Go through the entries below and count the lines where "MasternodeBroadcast" occurs. Give nothing but that number.
----- Source data
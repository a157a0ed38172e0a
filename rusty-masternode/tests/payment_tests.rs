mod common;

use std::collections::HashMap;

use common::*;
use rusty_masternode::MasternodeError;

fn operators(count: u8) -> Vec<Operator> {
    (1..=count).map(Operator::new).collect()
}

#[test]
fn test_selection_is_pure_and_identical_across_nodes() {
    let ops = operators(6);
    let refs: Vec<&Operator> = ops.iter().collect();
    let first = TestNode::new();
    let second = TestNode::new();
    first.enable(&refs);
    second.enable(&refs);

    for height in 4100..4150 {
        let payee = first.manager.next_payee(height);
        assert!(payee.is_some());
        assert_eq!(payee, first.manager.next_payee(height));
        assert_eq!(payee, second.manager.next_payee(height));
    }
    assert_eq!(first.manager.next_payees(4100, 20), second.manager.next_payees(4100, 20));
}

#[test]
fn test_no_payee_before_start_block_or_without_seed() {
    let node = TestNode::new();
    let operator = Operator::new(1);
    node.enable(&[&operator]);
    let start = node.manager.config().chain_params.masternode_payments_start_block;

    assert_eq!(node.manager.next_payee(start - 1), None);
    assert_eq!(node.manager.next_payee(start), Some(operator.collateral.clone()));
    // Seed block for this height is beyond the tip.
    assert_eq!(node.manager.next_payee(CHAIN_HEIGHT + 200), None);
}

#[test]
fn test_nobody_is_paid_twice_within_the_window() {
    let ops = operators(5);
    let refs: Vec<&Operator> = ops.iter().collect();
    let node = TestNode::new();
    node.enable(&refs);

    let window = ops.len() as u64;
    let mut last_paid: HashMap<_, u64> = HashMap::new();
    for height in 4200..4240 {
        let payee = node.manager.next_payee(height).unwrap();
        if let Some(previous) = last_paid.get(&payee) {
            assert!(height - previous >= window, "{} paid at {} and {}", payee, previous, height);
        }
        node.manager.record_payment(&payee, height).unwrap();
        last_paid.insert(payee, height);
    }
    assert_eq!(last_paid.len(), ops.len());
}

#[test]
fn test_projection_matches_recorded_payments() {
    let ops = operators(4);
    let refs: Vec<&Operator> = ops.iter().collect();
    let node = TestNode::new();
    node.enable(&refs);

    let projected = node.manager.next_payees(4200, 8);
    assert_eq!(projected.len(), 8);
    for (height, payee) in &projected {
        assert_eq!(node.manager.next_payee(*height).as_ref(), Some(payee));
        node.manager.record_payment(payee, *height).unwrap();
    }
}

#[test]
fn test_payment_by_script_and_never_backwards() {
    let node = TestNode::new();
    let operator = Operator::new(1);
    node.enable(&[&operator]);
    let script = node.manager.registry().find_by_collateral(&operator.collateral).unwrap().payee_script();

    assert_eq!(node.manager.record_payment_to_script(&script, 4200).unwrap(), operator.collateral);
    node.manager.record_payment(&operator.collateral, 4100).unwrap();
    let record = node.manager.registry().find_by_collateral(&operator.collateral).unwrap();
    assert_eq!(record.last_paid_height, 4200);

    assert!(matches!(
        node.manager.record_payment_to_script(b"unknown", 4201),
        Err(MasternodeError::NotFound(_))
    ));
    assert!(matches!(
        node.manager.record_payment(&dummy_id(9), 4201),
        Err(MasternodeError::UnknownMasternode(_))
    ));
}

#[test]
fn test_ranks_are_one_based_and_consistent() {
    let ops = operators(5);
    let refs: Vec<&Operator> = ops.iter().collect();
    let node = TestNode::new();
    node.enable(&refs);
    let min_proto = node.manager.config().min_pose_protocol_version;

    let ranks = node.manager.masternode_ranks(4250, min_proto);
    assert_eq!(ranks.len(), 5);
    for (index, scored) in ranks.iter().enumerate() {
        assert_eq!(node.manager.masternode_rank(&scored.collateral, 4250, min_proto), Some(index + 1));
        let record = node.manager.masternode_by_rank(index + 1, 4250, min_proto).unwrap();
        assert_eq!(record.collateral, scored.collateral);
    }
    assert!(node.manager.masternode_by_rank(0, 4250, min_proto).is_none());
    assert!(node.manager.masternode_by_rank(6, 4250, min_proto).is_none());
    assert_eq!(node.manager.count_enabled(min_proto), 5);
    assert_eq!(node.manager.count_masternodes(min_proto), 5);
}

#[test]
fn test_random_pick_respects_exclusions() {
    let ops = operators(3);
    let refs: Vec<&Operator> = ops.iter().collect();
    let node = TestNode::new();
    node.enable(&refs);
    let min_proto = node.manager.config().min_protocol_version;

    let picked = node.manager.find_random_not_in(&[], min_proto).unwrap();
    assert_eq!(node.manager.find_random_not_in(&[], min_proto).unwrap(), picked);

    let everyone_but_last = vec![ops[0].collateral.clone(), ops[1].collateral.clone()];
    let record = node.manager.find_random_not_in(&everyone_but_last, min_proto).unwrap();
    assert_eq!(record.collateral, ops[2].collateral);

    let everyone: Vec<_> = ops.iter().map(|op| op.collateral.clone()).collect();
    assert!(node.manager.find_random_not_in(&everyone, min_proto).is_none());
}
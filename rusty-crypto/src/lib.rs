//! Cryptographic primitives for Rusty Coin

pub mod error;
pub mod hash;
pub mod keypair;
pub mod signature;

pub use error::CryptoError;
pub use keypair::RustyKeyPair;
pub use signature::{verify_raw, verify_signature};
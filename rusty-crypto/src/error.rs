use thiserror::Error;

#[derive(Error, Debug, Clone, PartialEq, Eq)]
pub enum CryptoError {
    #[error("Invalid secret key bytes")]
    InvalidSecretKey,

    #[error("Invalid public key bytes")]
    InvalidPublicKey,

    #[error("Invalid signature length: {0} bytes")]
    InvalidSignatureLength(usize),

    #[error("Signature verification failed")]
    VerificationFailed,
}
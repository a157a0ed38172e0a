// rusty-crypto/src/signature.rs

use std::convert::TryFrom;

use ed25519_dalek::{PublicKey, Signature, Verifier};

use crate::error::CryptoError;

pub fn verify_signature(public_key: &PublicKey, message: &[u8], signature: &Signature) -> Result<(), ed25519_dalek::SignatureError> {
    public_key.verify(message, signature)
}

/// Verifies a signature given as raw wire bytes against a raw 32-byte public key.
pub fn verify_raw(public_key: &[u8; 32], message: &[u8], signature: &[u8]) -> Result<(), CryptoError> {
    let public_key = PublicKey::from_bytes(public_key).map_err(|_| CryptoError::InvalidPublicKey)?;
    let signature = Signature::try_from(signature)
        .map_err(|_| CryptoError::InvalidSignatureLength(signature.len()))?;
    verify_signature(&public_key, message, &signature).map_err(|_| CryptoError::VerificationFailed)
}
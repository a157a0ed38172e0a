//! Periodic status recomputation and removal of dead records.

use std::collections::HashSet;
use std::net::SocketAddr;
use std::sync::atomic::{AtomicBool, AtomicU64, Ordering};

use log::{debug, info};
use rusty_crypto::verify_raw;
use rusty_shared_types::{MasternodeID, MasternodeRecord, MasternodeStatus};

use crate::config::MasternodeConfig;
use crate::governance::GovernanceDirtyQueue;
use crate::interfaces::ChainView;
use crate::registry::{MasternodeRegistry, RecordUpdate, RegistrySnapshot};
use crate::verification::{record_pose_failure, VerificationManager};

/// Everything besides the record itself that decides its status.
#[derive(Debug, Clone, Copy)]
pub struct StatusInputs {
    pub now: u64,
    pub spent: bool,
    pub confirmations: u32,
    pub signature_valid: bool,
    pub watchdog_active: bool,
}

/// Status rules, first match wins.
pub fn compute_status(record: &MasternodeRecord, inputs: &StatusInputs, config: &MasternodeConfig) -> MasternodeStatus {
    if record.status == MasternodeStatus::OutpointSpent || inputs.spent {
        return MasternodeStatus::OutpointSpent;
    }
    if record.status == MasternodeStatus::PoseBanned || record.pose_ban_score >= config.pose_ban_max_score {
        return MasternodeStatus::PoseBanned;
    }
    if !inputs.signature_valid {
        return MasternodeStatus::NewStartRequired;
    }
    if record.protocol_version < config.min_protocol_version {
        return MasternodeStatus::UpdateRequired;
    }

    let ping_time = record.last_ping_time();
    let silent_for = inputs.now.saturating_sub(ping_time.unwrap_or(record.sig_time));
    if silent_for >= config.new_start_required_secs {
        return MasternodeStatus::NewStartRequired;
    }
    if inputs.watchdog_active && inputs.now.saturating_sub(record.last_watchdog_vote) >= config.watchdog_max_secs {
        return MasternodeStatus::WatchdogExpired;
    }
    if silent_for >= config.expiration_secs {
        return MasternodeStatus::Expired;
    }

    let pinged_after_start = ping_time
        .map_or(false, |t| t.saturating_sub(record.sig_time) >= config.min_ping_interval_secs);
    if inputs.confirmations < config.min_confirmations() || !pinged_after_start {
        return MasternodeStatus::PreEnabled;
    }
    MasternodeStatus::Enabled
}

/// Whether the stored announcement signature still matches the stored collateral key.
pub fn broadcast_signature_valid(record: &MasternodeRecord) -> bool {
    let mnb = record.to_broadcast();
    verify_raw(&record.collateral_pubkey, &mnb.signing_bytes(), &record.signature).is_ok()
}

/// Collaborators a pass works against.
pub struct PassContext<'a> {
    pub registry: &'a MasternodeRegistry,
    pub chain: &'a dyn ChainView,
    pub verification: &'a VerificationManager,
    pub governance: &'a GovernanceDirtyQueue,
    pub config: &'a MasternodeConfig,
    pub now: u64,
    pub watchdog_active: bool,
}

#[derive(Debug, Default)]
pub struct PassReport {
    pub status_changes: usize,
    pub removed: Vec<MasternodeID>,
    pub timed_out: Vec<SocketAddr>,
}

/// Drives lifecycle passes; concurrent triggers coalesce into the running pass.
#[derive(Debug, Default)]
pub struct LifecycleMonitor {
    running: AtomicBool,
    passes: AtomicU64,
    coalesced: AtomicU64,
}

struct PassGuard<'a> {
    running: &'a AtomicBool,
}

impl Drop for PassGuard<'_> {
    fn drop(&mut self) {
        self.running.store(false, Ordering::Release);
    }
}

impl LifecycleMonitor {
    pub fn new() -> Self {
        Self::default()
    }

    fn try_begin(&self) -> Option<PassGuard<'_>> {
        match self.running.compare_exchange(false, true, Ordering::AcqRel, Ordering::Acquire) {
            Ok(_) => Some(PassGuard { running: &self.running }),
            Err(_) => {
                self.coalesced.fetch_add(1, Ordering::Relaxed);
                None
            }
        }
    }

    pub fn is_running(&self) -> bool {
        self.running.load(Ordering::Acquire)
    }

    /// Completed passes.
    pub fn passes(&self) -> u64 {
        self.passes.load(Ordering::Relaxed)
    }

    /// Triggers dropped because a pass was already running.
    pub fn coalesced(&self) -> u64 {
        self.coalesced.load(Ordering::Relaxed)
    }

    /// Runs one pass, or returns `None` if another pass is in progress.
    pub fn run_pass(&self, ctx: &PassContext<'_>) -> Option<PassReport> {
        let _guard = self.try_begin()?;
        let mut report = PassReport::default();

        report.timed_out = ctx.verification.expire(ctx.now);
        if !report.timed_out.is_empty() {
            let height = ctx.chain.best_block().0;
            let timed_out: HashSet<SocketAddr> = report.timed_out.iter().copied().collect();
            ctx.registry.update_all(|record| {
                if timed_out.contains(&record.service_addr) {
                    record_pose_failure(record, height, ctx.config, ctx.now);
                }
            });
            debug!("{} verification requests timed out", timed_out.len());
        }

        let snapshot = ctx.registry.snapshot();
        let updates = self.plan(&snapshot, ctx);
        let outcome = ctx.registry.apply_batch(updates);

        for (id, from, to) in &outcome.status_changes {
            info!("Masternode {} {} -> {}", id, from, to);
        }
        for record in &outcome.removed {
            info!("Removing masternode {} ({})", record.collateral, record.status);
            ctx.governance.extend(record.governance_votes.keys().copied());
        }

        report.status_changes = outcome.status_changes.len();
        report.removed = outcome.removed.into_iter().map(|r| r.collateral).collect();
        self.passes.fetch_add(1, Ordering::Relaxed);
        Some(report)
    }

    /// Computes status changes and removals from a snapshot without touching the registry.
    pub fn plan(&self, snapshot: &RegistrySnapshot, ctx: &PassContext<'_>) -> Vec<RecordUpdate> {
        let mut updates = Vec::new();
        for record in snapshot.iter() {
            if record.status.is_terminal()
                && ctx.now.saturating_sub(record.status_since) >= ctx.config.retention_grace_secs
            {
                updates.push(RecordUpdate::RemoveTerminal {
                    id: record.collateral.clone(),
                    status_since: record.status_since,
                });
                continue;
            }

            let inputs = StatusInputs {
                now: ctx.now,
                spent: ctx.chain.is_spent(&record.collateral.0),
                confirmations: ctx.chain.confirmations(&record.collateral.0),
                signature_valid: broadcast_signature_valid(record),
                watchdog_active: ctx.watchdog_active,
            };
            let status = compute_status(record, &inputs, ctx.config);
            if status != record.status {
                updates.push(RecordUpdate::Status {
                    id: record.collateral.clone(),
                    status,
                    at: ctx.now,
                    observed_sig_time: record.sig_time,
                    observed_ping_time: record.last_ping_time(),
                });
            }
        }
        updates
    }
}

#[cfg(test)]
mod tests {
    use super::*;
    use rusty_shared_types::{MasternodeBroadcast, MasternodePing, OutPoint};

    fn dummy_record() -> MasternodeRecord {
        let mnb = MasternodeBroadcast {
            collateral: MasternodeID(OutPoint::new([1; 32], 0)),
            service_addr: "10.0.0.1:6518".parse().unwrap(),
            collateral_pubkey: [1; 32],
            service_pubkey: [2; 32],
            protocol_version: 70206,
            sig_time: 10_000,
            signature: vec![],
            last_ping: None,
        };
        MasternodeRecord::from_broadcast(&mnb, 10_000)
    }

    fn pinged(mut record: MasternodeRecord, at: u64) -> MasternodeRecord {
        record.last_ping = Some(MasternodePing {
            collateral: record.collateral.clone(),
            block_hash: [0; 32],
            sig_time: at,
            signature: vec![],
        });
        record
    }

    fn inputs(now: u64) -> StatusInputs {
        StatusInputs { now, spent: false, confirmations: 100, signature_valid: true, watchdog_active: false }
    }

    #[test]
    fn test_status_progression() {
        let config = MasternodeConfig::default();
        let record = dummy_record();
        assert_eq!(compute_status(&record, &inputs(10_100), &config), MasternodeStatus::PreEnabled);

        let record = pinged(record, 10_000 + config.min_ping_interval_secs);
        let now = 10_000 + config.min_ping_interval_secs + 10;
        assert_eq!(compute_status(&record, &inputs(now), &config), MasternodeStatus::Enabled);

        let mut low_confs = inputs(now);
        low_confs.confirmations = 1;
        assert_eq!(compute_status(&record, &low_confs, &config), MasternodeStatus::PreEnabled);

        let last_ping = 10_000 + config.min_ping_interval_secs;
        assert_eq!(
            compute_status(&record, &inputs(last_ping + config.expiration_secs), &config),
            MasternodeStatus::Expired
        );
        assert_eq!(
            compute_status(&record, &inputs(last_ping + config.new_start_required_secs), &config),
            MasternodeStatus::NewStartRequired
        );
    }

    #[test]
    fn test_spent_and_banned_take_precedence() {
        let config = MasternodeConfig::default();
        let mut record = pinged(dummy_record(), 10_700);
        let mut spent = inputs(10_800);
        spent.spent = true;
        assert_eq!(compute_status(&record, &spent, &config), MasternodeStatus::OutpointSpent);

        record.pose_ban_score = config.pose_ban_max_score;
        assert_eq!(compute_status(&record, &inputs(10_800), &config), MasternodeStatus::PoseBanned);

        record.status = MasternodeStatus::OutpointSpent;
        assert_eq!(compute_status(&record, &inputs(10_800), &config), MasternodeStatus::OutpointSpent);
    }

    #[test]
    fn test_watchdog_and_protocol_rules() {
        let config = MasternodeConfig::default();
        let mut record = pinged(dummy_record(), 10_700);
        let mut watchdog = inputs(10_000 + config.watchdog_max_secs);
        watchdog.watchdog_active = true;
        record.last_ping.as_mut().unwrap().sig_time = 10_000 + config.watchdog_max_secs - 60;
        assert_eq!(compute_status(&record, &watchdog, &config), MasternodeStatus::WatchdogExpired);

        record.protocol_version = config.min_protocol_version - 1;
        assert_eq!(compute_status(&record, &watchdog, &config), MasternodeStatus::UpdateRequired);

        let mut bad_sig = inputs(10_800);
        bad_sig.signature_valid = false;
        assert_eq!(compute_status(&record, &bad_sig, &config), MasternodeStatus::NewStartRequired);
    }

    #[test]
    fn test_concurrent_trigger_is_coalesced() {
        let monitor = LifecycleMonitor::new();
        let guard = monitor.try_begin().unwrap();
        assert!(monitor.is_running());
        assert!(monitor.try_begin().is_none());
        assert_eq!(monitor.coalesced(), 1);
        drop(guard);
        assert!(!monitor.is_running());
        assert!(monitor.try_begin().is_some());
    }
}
----------
## Solution to the exercise
2